Toward Improving the Security of IoT and CPS Devices: An AI Approach

Detecting anomalously behaving devices in security-and-safety-critical applications is an important challenge. This article presents an off-device methodology for detecting the anomalous behavior of devices considering their power consumption data. The methodology takes advantage of the fact that every action on-board a device will be reflected in its power trace.
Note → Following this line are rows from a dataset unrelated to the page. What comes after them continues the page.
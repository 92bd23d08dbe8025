pub mod auth;
pub mod config;
pub mod database;
pub mod error;
pub mod handlers;
pub mod middleware;
pub mod payments;
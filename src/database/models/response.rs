use chrono::{DateTime, Utc};
use serde::{Deserialize, Serialize};
use sqlx::FromRow;
use uuid::Uuid;

/// One submitted survey response. The survey id is a reference only, not an
/// ownership edge; responses are immutable once inserted.
#[derive(Debug, Clone, Serialize, Deserialize, FromRow)]
pub struct SurveyResponse {
    pub id: Uuid,
    pub survey_id: Uuid,
    pub answer: serde_json::Value,
    pub submitted_at: DateTime<Utc>,
}

/// Free-form document stored in one of the engagement collections
/// (feedbacks, comments, reports, payments).
#[derive(Debug, Clone, Serialize, Deserialize, FromRow)]
pub struct StoredDocument {
    pub id: Uuid,
    pub doc: serde_json::Value,
    pub created_at: DateTime<Utc>,
}
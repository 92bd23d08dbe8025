pub mod response;
pub mod survey;
pub mod user;

pub use response::{StoredDocument, SurveyResponse};
pub use survey::{Survey, SurveyStatus};
pub use user::{Role, User};
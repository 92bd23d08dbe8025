use axum::response::Json;
use serde::Deserialize;
use serde_json::{json, Value};

use crate::database::documents::{self, Collection};
use crate::database::models::StoredDocument;
use crate::database::Database;
use crate::middleware::{ApiResponse, ApiResult};
use crate::payments;

/// GET /payments - stored payment records
pub async fn list_payments() -> ApiResult<Vec<StoredDocument>> {
    let pool = Database::pool()?;
    Ok(ApiResponse::success(
        documents::list(pool, Collection::Payments).await?,
    ))
}

/// POST /payments - store an opaque payment record
pub async fn record_payment(Json(doc): Json<Value>) -> ApiResult<StoredDocument> {
    let pool = Database::pool()?;
    Ok(ApiResponse::created(
        documents::insert(pool, Collection::Payments, doc).await?,
    ))
}

#[derive(Debug, Deserialize)]
pub struct PaymentIntentRequest {
    /// Amount in the smallest currency unit
    pub amount: i64,
}

/// POST /payments/intent - create a payment intent with the processor and
/// hand the opaque client secret back to the caller.
pub async fn create_payment_intent(
    Json(request): Json<PaymentIntentRequest>,
) -> ApiResult<Value> {
    let client_secret = payments::create_payment_intent(request.amount).await?;
    Ok(ApiResponse::success(
        json!({ "clientSecret": client_secret }),
    ))
}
This argument makes it inevitable for anomalously behaving device to go undetected. We transform the device's one-dimensional (1D) instantaneous power consumption signals to 2D time-frequency images using Constant Q Transformation (CQT). The CQT images capture valuable information about the tasks performed on-board a device. By applying Histograms of Oriented Gradients (HOG) on the CQT images, we extract robust features that preserve the edges of time-frequency structures and capture the directionality of the edge information. Consequently, we transform the anomaly detection problem into an image classification problem. We train a Convolutional Neural Network on the HOG images to classify the power signals to detect anomaly. We validated the methodology using a wide spectrum of emulated malware scenarios, five real malware applications from the well-known Drebin dataset, Distributed Denial of Service attacks, cryptomining malware, and faulty CPU cores. Across 18 datasets, our methodology demonstrated detection performance of similar to 88% accuracy and 85% F-Score, resulting in improvements of 9-17% over other methods using power signals.